Both chambers of the Rhode Island General Assembly have passed the Good Samaritan Overdose Prevention Act. The measure now heads to the governor’s office.
The House today approved the Senate version of the bill (2016-S 2002) introduced by Sen.Michael J. McCaffrey (D-Dist. 29, Warwick). The Senate likewise approved the House version (2016-H 7003) submitted by Rep. Robert E. Craven (D-Dist. 32, North Kingstown).
The Good Samaritan Overdose Prevention Act of 2016 would exempt from liability any person who administers an opioid antagonist to another person to prevent a drug overdose. It would further provide immunity from certain drug charges and for related violations of probation and/or parole for those persons who in good faith, seek medical assistance for a person experiencing a drug overdose.
The bill, which is backed by public health advocates as a tool to combat the region’s opioid overdose epidemic, is meant to remove barriers that might stand in the way of someone calling 911 to help an overdosing person.
“First and foremost, we’re concerned with saving lives. If someone knows that calling 911 is probably going to result in their going to jail, they’re going to be very hesitant to do it. Nobody benefits from that situation,” said Senator McCaffrey, chairman of the Senate Judiciary Committee. “The enforcement of drug laws matters, but for real public safety, saving lives has to come first. No one should be afraid to make a phone call to save a life.”

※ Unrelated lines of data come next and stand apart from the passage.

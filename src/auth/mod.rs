#[allow(clippy::module_inception)]
pub mod auth;
pub mod handlers;
pub mod jwt;
pub mod middleware;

Representative Craven echoed that sentiment, saying, “Saving a life is much more important than a drug arrest. Ultimately, nothing should ever discourage someone from trying to provide assistance to someone who is dying.”
According to Maria Montanaro, director of the Department of Behavioral Healthcare, Developmental Disabilities and Hospitals, Rhode Island had more opioid deaths per capita last year than any state in the country.